* **WHAT TO WORK ON**: Copy each line of the entries beneath that contains the word "transcoder".

* **PROVIDED INFORMATION**:
————
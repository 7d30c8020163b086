#![forbid(unsafe_code)]

// SDP generation for the transcoder input

use super::TranscodeError;
use crate::media::types::{MediaKind, TapDescriptor};
use serde_json::Value;
use std::fmt::Write;

/// One tapped stream and the local port the transcoder listens on for it
#[derive(Debug, Clone)]
pub struct StreamTarget {
    pub port: u16,
    pub rtcp_port: Option<u16>,
    pub descriptor: TapDescriptor,
}

/// Everything needed to describe a room's tapped media to the transcoder
#[derive(Debug, Clone)]
pub struct SessionDescriptor {
    /// Address the transcoder receives on
    pub ip: String,
    pub audio: Option<StreamTarget>,
    pub video: Option<StreamTarget>,
}

impl SessionDescriptor {
    pub fn is_empty(&self) -> bool {
        self.audio.is_none() && self.video.is_none()
    }
}

struct Codec<'a> {
    payload_type: u64,
    name: &'a str,
    clock_rate: u64,
    channels: Option<u64>,
    fmtp: Option<String>,
}

fn first_codec(descriptor: &TapDescriptor) -> Result<Codec<'_>, TranscodeError> {
    let codec = &descriptor.rtp_parameters["codecs"][0];
    let invalid = |field: &str| {
        TranscodeError::InvalidDescriptor(format!(
            "{} consumer {} has no {field}",
            descriptor.kind, descriptor.id
        ))
    };

    let mime = codec["mimeType"].as_str().ok_or_else(|| invalid("mimeType"))?;
    let name = mime.split_once('/').map(|(_, n)| n).unwrap_or(mime);
    let fmtp = match &codec["parameters"] {
        Value::Object(map) if !map.is_empty() => Some(
            map.iter()
                .map(|(k, v)| match v {
                    Value::String(s) => format!("{k}={s}"),
                    other => format!("{k}={other}"),
                })
                .collect::<Vec<_>>()
                .join(";"),
        ),
        _ => None,
    };

    Ok(Codec {
        payload_type: codec["payloadType"].as_u64().ok_or_else(|| invalid("payloadType"))?,
        name,
        clock_rate: codec["clockRate"].as_u64().ok_or_else(|| invalid("clockRate"))?,
        channels: codec["channels"].as_u64(),
        fmtp,
    })
}

fn write_media(out: &mut String, kind: MediaKind, target: &StreamTarget) -> Result<(), TranscodeError> {
    let codec = first_codec(&target.descriptor)?;
    let pt = codec.payload_type;

    let _ = writeln!(out, "m={kind} {} RTP/AVP {pt}", target.port);
    if let Some(rtcp) = target.rtcp_port {
        let _ = writeln!(out, "a=rtcp:{rtcp}");
    }
    match (kind, codec.channels) {
        (MediaKind::Audio, Some(channels)) => {
            let _ = writeln!(out, "a=rtpmap:{pt} {}/{}/{channels}", codec.name, codec.clock_rate);
        }
        _ => {
            let _ = writeln!(out, "a=rtpmap:{pt} {}/{}", codec.name, codec.clock_rate);
        }
    }
    if let Some(fmtp) = codec.fmtp {
        let _ = writeln!(out, "a=fmtp:{pt} {fmtp}");
    }
    let _ = writeln!(out, "a=recvonly");
    Ok(())
}

/// Renders the session description. Output depends only on the descriptor.
pub fn build_sdp(session: &SessionDescriptor) -> Result<String, TranscodeError> {
    if session.is_empty() {
        return Err(TranscodeError::InvalidDescriptor(
            "no tapped streams to describe".to_string(),
        ));
    }

    let ip = &session.ip;
    let mut out = String::with_capacity(512);
    let _ = writeln!(out, "v=0");
    let _ = writeln!(out, "o=- 0 0 IN IP4 {ip}");
    let _ = writeln!(out, "s=roomcast");
    let _ = writeln!(out, "c=IN IP4 {ip}");
    let _ = writeln!(out, "t=0 0");

    if let Some(audio) = &session.audio {
        write_media(&mut out, MediaKind::Audio, audio)?;
    }
    if let Some(video) = &session.video {
        write_media(&mut out, MediaKind::Video, video)?;
    }
    Ok(out)
}
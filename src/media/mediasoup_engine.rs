#![forbid(unsafe_code)]

// mediasoup adapter - one worker with a shared WebRtcServer, routers per room.
// Negotiation blobs are converted to and from mediasoup's serde types at this edge.

use crate::media::config::{MediaConfig, WorkerConfig};
use crate::media::engine::{
    Consumer, MediaEngine, PlainTransport, Producer, RoutingContext, WebRtcTransport,
};
use crate::media::types::{MediaError, MediaKind, MediaResult, PlainTuple, TransportInfo};
use async_trait::async_trait;
use mediasoup::prelude::*;
use mediasoup::rtp_parameters::MediaKind as EngineKind;
use mediasoup::worker::{WorkerDtlsFiles, WorkerLogLevel};
use serde::de::DeserializeOwned;
use serde::Serialize;
use serde_json::Value;
use std::net::IpAddr;
use std::sync::{Arc, Mutex as StdMutex};
use tracing::{debug, error, info};

fn from_json<T: DeserializeOwned>(value: Value, what: &str) -> MediaResult<T> {
    serde_json::from_value(value)
        .map_err(|e| MediaError::InvalidParameters(format!("invalid {what}: {e}")))
}

fn to_json<T: Serialize>(value: &T) -> Value {
    serde_json::to_value(value).unwrap_or(Value::Null)
}

fn engine_kind(kind: MediaKind) -> EngineKind {
    match kind {
        MediaKind::Audio => EngineKind::Audio,
        MediaKind::Video => EngineKind::Video,
    }
}

fn our_kind(kind: EngineKind) -> MediaKind {
    match kind {
        EngineKind::Audio => MediaKind::Audio,
        EngineKind::Video => MediaKind::Video,
    }
}

fn worker_settings(config: &WorkerConfig) -> WorkerSettings {
    let mut settings = WorkerSettings::default();
    settings.log_level = match config.log_level.as_str() {
        "debug" => WorkerLogLevel::Debug,
        "error" => WorkerLogLevel::Error,
        "none" => WorkerLogLevel::None,
        _ => WorkerLogLevel::Warn,
    };
    settings.rtc_port_range = config.rtc_min_port..=config.rtc_max_port;
    if let (Some(cert), Some(key)) = (&config.dtls_certificate_file, &config.dtls_private_key_file) {
        settings.dtls_files = Some(WorkerDtlsFiles {
            certificate: cert.clone(),
            private_key: key.clone(),
        });
    }
    settings
}

/// Real engine backed by a single mediasoup worker
pub struct MediasoupEngine {
    _manager: mediasoup::worker_manager::WorkerManager,
    worker: Worker,
    webrtc_server: WebRtcServer,
    config: Arc<MediaConfig>,
}

impl MediasoupEngine {
    pub async fn new(config: MediaConfig) -> MediaResult<Self> {
        let manager = mediasoup::worker_manager::WorkerManager::new();
        let worker = manager
            .create_worker(worker_settings(&config.worker_config))
            .await
            .map_err(|e| MediaError::WorkerError(format!("Failed to create worker: {e}")))?;

        let worker_id = worker.id();
        worker
            .on_dead(move |reason| {
                error!("mediasoup worker {} died ({:?}), exiting", worker_id, reason);
                std::process::exit(1);
            })
            .detach();

        let server_config = &config.webrtc_server_config;
        let listen_info = |protocol| ListenInfo {
            protocol,
            ip: server_config.listen_ip,
            announced_address: server_config.announced_address.clone(),
            port: Some(server_config.port),
            port_range: None,
            flags: None,
            send_buffer_size: None,
            recv_buffer_size: None,
            expose_internal_ip: false,
        };
        let mut listen_infos = WebRtcServerListenInfos::new(listen_info(Protocol::Udp));
        if server_config.enable_tcp {
            listen_infos = listen_infos.insert(listen_info(Protocol::Tcp));
        }
        let webrtc_server = worker
            .create_webrtc_server(WebRtcServerOptions::new(listen_infos))
            .await
            .map_err(|e| {
                MediaError::WorkerError(format!(
                    "Failed to create WebRtcServer on port {}: {e}",
                    server_config.port
                ))
            })?;

        info!(
            "mediasoup worker {} ready, WebRtcServer on port {}",
            worker_id, server_config.port
        );
        Ok(Self {
            _manager: manager,
            worker,
            webrtc_server,
            config: Arc::new(config),
        })
    }
}

#[async_trait]
impl MediaEngine for MediasoupEngine {
    fn name(&self) -> &'static str {
        "mediasoup"
    }

    async fn create_router(&self, room_id: &str) -> MediaResult<Arc<dyn RoutingContext>> {
        let codecs: Vec<RtpCodecCapability> =
            from_json(self.config.router_config.media_codecs.clone(), "media codecs")?;
        let router = self
            .worker
            .create_router(RouterOptions::new(codecs))
            .await
            .map_err(|e| MediaError::RouterError(format!("Failed to create router: {e}")))?;

        debug!("Created router {} for room {}", router.id(), room_id);
        Ok(Arc::new(MediasoupRouter {
            id: router.id().to_string(),
            router: StdMutex::new(Some(router)),
            webrtc_server: self.webrtc_server.clone(),
            config: self.config.clone(),
        }))
    }
}

struct MediasoupRouter {
    id: String,
    router: StdMutex<Option<Router>>,
    webrtc_server: WebRtcServer,
    config: Arc<MediaConfig>,
}

impl MediasoupRouter {
    fn router(&self) -> MediaResult<Router> {
        self.router
            .lock()
            .unwrap_or_else(|e| e.into_inner())
            .clone()
            .ok_or_else(|| MediaError::RouterError(format!("router {} closed", self.id)))
    }
}

#[async_trait]
impl RoutingContext for MediasoupRouter {
    fn id(&self) -> String {
        self.id.clone()
    }

    fn rtp_capabilities(&self) -> Value {
        match self.router() {
            Ok(router) => to_json(router.rtp_capabilities()),
            Err(_) => Value::Null,
        }
    }

    fn can_consume(&self, producer_id: &str, rtp_capabilities: &Value) -> bool {
        let Ok(router) = self.router() else {
            return false;
        };
        let Ok(producer_id) = producer_id.parse::<ProducerId>() else {
            return false;
        };
        let Ok(caps) = serde_json::from_value::<RtpCapabilities>(rtp_capabilities.clone()) else {
            return false;
        };
        router.can_consume(&producer_id, &caps)
    }

    async fn create_webrtc_transport(&self) -> MediaResult<Box<dyn WebRtcTransport>> {
        let router = self.router()?;
        let mut options = WebRtcTransportOptions::new_with_server(self.webrtc_server.clone());
        options.enable_sctp = true;
        options.num_sctp_streams = NumSctpStreams { os: 1024, mis: 1024 };

        let transport = router
            .create_webrtc_transport(options)
            .await
            .map_err(|e| MediaError::TransportError(format!("Failed to create transport: {e}")))?;
        Ok(Box::new(MediasoupWebRtcTransport {
            id: transport.id().to_string(),
            transport: StdMutex::new(Some(transport)),
        }))
    }

    async fn create_plain_transport(&self) -> MediaResult<Box<dyn PlainTransport>> {
        let router = self.router()?;
        let plain = &self.config.plain_transport_config;
        let mut options = PlainTransportOptions::new(ListenInfo {
            protocol: Protocol::Udp,
            ip: plain.listen_ip,
            announced_address: None,
            port: None,
            port_range: None,
            flags: None,
            send_buffer_size: None,
            recv_buffer_size: None,
            expose_internal_ip: false,
        });
        options.rtcp_mux = plain.rtcp_mux;
        options.comedia = plain.comedia;

        let transport = router
            .create_plain_transport(options)
            .await
            .map_err(|e| MediaError::TransportError(format!("Failed to create plain transport: {e}")))?;
        let tuple = PlainTuple {
            local_ip: plain.listen_ip,
            local_port: transport.tuple().local_port(),
            local_rtcp_port: transport.rtcp_tuple().map(|t| t.local_port()),
        };
        Ok(Box::new(MediasoupPlainTransport {
            id: transport.id().to_string(),
            tuple,
            transport: StdMutex::new(Some(transport)),
        }))
    }

    fn close(&self) {
        // Dropping the last handle closes the router worker-side
        self.router.lock().unwrap_or_else(|e| e.into_inner()).take();
    }
}

async fn consume_on<T: Transport>(
    transport: T,
    producer_id: &str,
    rtp_capabilities: Value,
    paused: bool,
) -> MediaResult<Box<dyn Consumer>> {
    let producer_id = producer_id
        .parse::<ProducerId>()
        .map_err(|e| MediaError::InvalidParameters(format!("invalid producer id: {e}")))?;
    let caps: RtpCapabilities = from_json(rtp_capabilities, "rtp capabilities")?;
    let mut options = ConsumerOptions::new(producer_id, caps);
    options.paused = paused;

    let consumer = transport
        .consume(options)
        .await
        .map_err(|e| MediaError::ConsumerError(format!("Failed to create consumer: {e}")))?;
    Ok(Box::new(MediasoupConsumer {
        id: consumer.id().to_string(),
        consumer: StdMutex::new(Some(consumer)),
    }))
}

struct MediasoupWebRtcTransport {
    id: String,
    transport: StdMutex<Option<mediasoup::webrtc_transport::WebRtcTransport>>,
}

impl MediasoupWebRtcTransport {
    fn handle(&self) -> MediaResult<mediasoup::webrtc_transport::WebRtcTransport> {
        self.transport
            .lock()
            .unwrap_or_else(|e| e.into_inner())
            .clone()
            .ok_or_else(|| MediaError::TransportError(format!("transport {} closed", self.id)))
    }
}

#[async_trait]
impl WebRtcTransport for MediasoupWebRtcTransport {
    fn id(&self) -> String {
        self.id.clone()
    }

    fn info(&self) -> TransportInfo {
        match self.handle() {
            Ok(transport) => TransportInfo {
                id: self.id.clone(),
                ice_parameters: to_json(transport.ice_parameters()),
                ice_candidates: to_json(transport.ice_candidates()),
                dtls_parameters: to_json(&transport.dtls_parameters()),
                sctp_parameters: transport.sctp_parameters().map(|p| to_json(&p)),
            },
            Err(_) => TransportInfo {
                id: self.id.clone(),
                ice_parameters: Value::Null,
                ice_candidates: Value::Null,
                dtls_parameters: Value::Null,
                sctp_parameters: None,
            },
        }
    }

    async fn connect(&self, dtls_parameters: Value) -> MediaResult<()> {
        let dtls_parameters: DtlsParameters = from_json(dtls_parameters, "dtls parameters")?;
        self.handle()?
            .connect(WebRtcTransportRemoteParameters { dtls_parameters })
            .await
            .map_err(|e| MediaError::TransportError(e.to_string()))
    }

    async fn produce(&self, kind: MediaKind, rtp_parameters: Value) -> MediaResult<Box<dyn Producer>> {
        let rtp_parameters: RtpParameters = from_json(rtp_parameters, "rtp parameters")?;
        let producer = self
            .handle()?
            .produce(ProducerOptions::new(engine_kind(kind), rtp_parameters))
            .await
            .map_err(|e| MediaError::ProducerError(e.to_string()))?;
        Ok(Box::new(MediasoupProducer {
            id: producer.id().to_string(),
            kind,
            producer: StdMutex::new(Some(producer)),
        }))
    }

    async fn consume(&self, producer_id: &str, rtp_capabilities: Value, paused: bool) -> MediaResult<Box<dyn Consumer>> {
        consume_on(self.handle()?, producer_id, rtp_capabilities, paused).await
    }

    fn close(&self) {
        self.transport.lock().unwrap_or_else(|e| e.into_inner()).take();
    }
}

struct MediasoupPlainTransport {
    id: String,
    tuple: PlainTuple,
    transport: StdMutex<Option<mediasoup::plain_transport::PlainTransport>>,
}

impl MediasoupPlainTransport {
    fn handle(&self) -> MediaResult<mediasoup::plain_transport::PlainTransport> {
        self.transport
            .lock()
            .unwrap_or_else(|e| e.into_inner())
            .clone()
            .ok_or_else(|| MediaError::TransportError(format!("transport {} closed", self.id)))
    }
}

#[async_trait]
impl PlainTransport for MediasoupPlainTransport {
    fn id(&self) -> String {
        self.id.clone()
    }

    fn tuple(&self) -> PlainTuple {
        self.tuple
    }

    async fn connect(&self, ip: IpAddr, port: u16, rtcp_port: Option<u16>) -> MediaResult<()> {
        self.handle()?
            .connect(PlainTransportRemoteParameters {
                ip: Some(ip),
                port: Some(port),
                rtcp_port,
                srtp_parameters: None,
            })
            .await
            .map_err(|e| MediaError::TransportError(e.to_string()))
    }

    async fn consume(&self, producer_id: &str, rtp_capabilities: Value, paused: bool) -> MediaResult<Box<dyn Consumer>> {
        consume_on(self.handle()?, producer_id, rtp_capabilities, paused).await
    }

    fn close(&self) {
        self.transport.lock().unwrap_or_else(|e| e.into_inner()).take();
    }
}

struct MediasoupProducer {
    id: String,
    kind: MediaKind,
    producer: StdMutex<Option<mediasoup::producer::Producer>>,
}

impl Producer for MediasoupProducer {
    fn id(&self) -> String {
        self.id.clone()
    }

    fn kind(&self) -> MediaKind {
        self.kind
    }

    fn close(&self) {
        self.producer.lock().unwrap_or_else(|e| e.into_inner()).take();
    }
}

struct MediasoupConsumer {
    id: String,
    consumer: StdMutex<Option<mediasoup::consumer::Consumer>>,
}

impl MediasoupConsumer {
    fn handle(&self) -> Option<mediasoup::consumer::Consumer> {
        self.consumer.lock().unwrap_or_else(|e| e.into_inner()).clone()
    }
}

#[async_trait]
impl Consumer for MediasoupConsumer {
    fn id(&self) -> String {
        self.id.clone()
    }

    fn producer_id(&self) -> String {
        self.handle().map(|c| c.producer_id().to_string()).unwrap_or_default()
    }

    fn kind(&self) -> MediaKind {
        self.handle().map(|c| our_kind(c.kind())).unwrap_or(MediaKind::Audio)
    }

    fn rtp_parameters(&self) -> Value {
        self.handle().map(|c| to_json(c.rtp_parameters())).unwrap_or(Value::Null)
    }

    fn consumer_type(&self) -> String {
        self.handle()
            .and_then(|c| to_json(&c.r#type()).as_str().map(str::to_string))
            .unwrap_or_else(|| "simple".to_string())
    }

    fn paused(&self) -> bool {
        self.handle().map(|c| c.paused()).unwrap_or(true)
    }

    async fn resume(&self) -> MediaResult<()> {
        let consumer = self
            .handle()
            .ok_or_else(|| MediaError::ConsumerError(format!("consumer {} closed", self.id)))?;
        consumer
            .resume()
            .await
            .map_err(|e| MediaError::ConsumerError(format!("Failed to resume consumer: {e}")))
    }

    fn close(&self) {
        self.consumer.lock().unwrap_or_else(|e| e.into_inner()).take();
    }
}
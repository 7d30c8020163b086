#![forbid(unsafe_code)]

// Signaling module - WebSocket signaling server and the HTTP viewer path

pub mod connection;
pub mod protocol;

use crate::media::types::MediaError;
use crate::metrics::ServerMetrics;
use crate::room::{RoomRegistry, TapError};
use axum::{
    extract::{ws::WebSocketUpgrade, Query, State},
    http::StatusCode,
    response::{IntoResponse, Response},
    routing::get,
    Json, Router,
};
use serde::Deserialize;
use std::path::PathBuf;
use std::sync::Arc;
use tokio::sync::Semaphore;
use tower_http::cors::CorsLayer;
use tower_http::services::ServeDir;
use tracing::{error, info, warn};

/// Signaling server state
#[derive(Clone)]
pub struct SignalingServer {
    registry: Arc<RoomRegistry>,
    metrics: ServerMetrics,
    connection_semaphore: Arc<Semaphore>,
    hls_root: PathBuf,
}

impl SignalingServer {
    pub fn new(registry: Arc<RoomRegistry>, metrics: ServerMetrics, max_connections: usize, hls_root: PathBuf) -> Self {
        info!("Max connections: {}", max_connections);
        Self {
            registry,
            metrics,
            connection_semaphore: Arc::new(Semaphore::new(max_connections)),
            hls_root,
        }
    }

    /// Creates the Axum router for the signaling server
    pub fn router(self) -> Router {
        let hls = ServeDir::new(self.hls_root.clone());
        Router::new()
            .route("/ws", get(ws_handler))
            .route("/watch", get(watch_handler))
            .route("/health", get(health_handler))
            .route("/metrics", get(metrics_handler))
            .nest_service("/hls", hls)
            .fallback(not_found)
            .with_state(self)
            .layer(CorsLayer::permissive())
    }

    /// Starts the signaling server on the specified port
    ///
    /// # Errors
    /// Returns an error if the server fails to bind to the port
    pub async fn serve(self, port: u16) -> anyhow::Result<()> {
        let addr = format!("0.0.0.0:{port}");
        info!("Starting signaling server on {}", addr);

        let listener = tokio::net::TcpListener::bind(&addr).await?;
        axum::serve(listener, self.router()).await?;
        Ok(())
    }
}

async fn not_found() -> (StatusCode, &'static str) {
    (StatusCode::NOT_FOUND, "Not Found")
}

#[derive(Debug, Deserialize)]
struct WatchQuery {
    room: Option<String>,
}

/// Opens (or reuses) the room's tap and returns its transport endpoints
async fn watch_handler(State(server): State<SignalingServer>, Query(query): Query<WatchQuery>) -> Response {
    let Some(room_id) = query.room.filter(|r| !r.is_empty()) else {
        return (StatusCode::BAD_REQUEST, "Missing roomId").into_response();
    };

    match server.registry.open_tap(&room_id).await {
        Ok(tap) => (StatusCode::OK, Json(tap)).into_response(),
        Err(TapError::Media(MediaError::RoomNotFound(_))) => {
            (StatusCode::NOT_FOUND, "Room not found").into_response()
        }
        Err(e) => {
            error!("Tap for room {} failed: {}", room_id, e);
            server.metrics.inc_errors();
            (StatusCode::INTERNAL_SERVER_ERROR, e.to_string()).into_response()
        }
    }
}

/// Health check handler
async fn health_handler(State(server): State<SignalingServer>) -> Json<serde_json::Value> {
    let rooms = server.registry.room_count();
    let participants = server.registry.participant_count().await;
    Json(serde_json::json!({
        "status": "ok",
        "engine": server.registry.engine_name(),
        "rooms": rooms,
        "participants": participants,
        "tapPorts": server.registry.ports().leased_count(),
    }))
}

/// Metrics handler - Prometheus text exposition format
async fn metrics_handler(State(server): State<SignalingServer>) -> Response {
    let rooms = server.registry.room_count();
    let participants = server.registry.participant_count().await;
    let body = server.metrics.render_prometheus(rooms, participants);
    (
        StatusCode::OK,
        [("content-type", "text/plain; version=0.0.4; charset=utf-8")],
        body,
    )
        .into_response()
}

/// WebSocket upgrade handler
async fn ws_handler(ws: WebSocketUpgrade, State(server): State<SignalingServer>) -> Response {
    let permit = match server.connection_semaphore.clone().try_acquire_owned() {
        Ok(permit) => permit,
        Err(_) => {
            warn!("Connection limit reached, rejecting WebSocket upgrade");
            return (StatusCode::SERVICE_UNAVAILABLE, "Too many connections").into_response();
        }
    };

    ws.max_message_size(65_536)
        .on_failed_upgrade(|error| {
            warn!("WebSocket upgrade failed: {}", error);
        })
        .on_upgrade(move |socket| connection::handle_connection(socket, server.registry, server.metrics, permit))
}

#[cfg(test)]
mod tests {
    use super::*;
    use crate::room::tests::{fixture, peer, Fixture};
    use axum::body::Body;
    use axum::http::Request;
    use http_body_util::BodyExt;
    use tower::ServiceExt;

    fn server(f: &Fixture) -> SignalingServer {
        SignalingServer::new(f.registry.clone(), ServerMetrics::new(), 16, f.dir.path().join("hls"))
    }

    async fn get(server: &SignalingServer, uri: &str) -> (StatusCode, String) {
        let response = server
            .clone()
            .router()
            .oneshot(Request::builder().uri(uri).body(Body::empty()).unwrap())
            .await
            .unwrap();
        let status = response.status();
        let bytes = response.into_body().collect().await.unwrap().to_bytes();
        (status, String::from_utf8(bytes.to_vec()).unwrap())
    }

    #[tokio::test]
    async fn test_watch_requires_room() {
        let f = fixture();
        let server = server(&f);
        assert_eq!(get(&server, "/watch").await, (StatusCode::BAD_REQUEST, "Missing roomId".to_string()));
        assert_eq!(get(&server, "/watch?room=").await.0, StatusCode::BAD_REQUEST);
    }

    #[tokio::test]
    async fn test_watch_unknown_room_is_404_and_creates_nothing() {
        let f = fixture();
        let server = server(&f);
        assert_eq!(
            get(&server, "/watch?room=nowhere").await,
            (StatusCode::NOT_FOUND, "Room not found".to_string())
        );
        assert_eq!(f.registry.room_count(), 0);
    }

    #[tokio::test]
    async fn test_watch_returns_tap_transports() {
        let f = fixture();
        let (a, _inbox, _out) = peer("a");
        f.registry.join_room("lobby", a).await.unwrap();
        let server = server(&f);

        let (status, body) = get(&server, "/watch?room=lobby").await;
        assert_eq!(status, StatusCode::OK);
        let json: serde_json::Value = serde_json::from_str(&body).unwrap();
        assert_eq!(json["audioTransport"]["ip"], "127.0.0.1");
        assert!(json["audioTransport"]["port"].is_u64());
        assert!(json["videoTransport"]["rtcpPort"].is_u64());
        assert_ne!(json["audioTransport"]["id"], json["videoTransport"]["id"]);

        // Second viewer gets the same tap
        let (_, again) = get(&server, "/watch?room=lobby").await;
        assert_eq!(body, again);
        assert_eq!(f.registry.ports().leased_count(), 4);
    }

    #[tokio::test]
    async fn test_health_and_metrics() {
        let f = fixture();
        let (a, _inbox, _out) = peer("a");
        f.registry.join_room("lobby", a).await.unwrap();
        let server = server(&f);

        let (status, body) = get(&server, "/health").await;
        assert_eq!(status, StatusCode::OK);
        let json: serde_json::Value = serde_json::from_str(&body).unwrap();
        assert_eq!(json["status"], "ok");
        assert_eq!(json["engine"], "loopback");
        assert_eq!(json["rooms"], 1);
        assert_eq!(json["participants"], 1);
        assert_eq!(json["tapPorts"], 0);

        let (status, body) = get(&server, "/metrics").await;
        assert_eq!(status, StatusCode::OK);
        assert!(body.contains("roomcast_rooms_active 1"));
        assert!(body.contains("roomcast_participants_active 1"));
    }

    #[tokio::test]
    async fn test_hls_files_are_served() {
        let f = fixture();
        let dir = f.dir.path().join("hls/lobby");
        std::fs::create_dir_all(&dir).unwrap();
        std::fs::write(dir.join("stream.m3u8"), "#EXTM3U\n").unwrap();
        let server = server(&f);

        let (status, body) = get(&server, "/hls/lobby/stream.m3u8").await;
        assert_eq!(status, StatusCode::OK);
        assert_eq!(body, "#EXTM3U\n");
    }

    #[tokio::test]
    async fn test_unknown_path_is_not_found() {
        let f = fixture();
        let server = server(&f);
        assert_eq!(get(&server, "/nope").await, (StatusCode::NOT_FOUND, "Not Found".to_string()));
    }
}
————
* **ANSWER**:
// SDP generation for the transcoder input
/// One tapped stream and the local port the transcoder listens on for it
/// Everything needed to describe a room's tapped media to the transcoder
    /// Address the transcoder receives on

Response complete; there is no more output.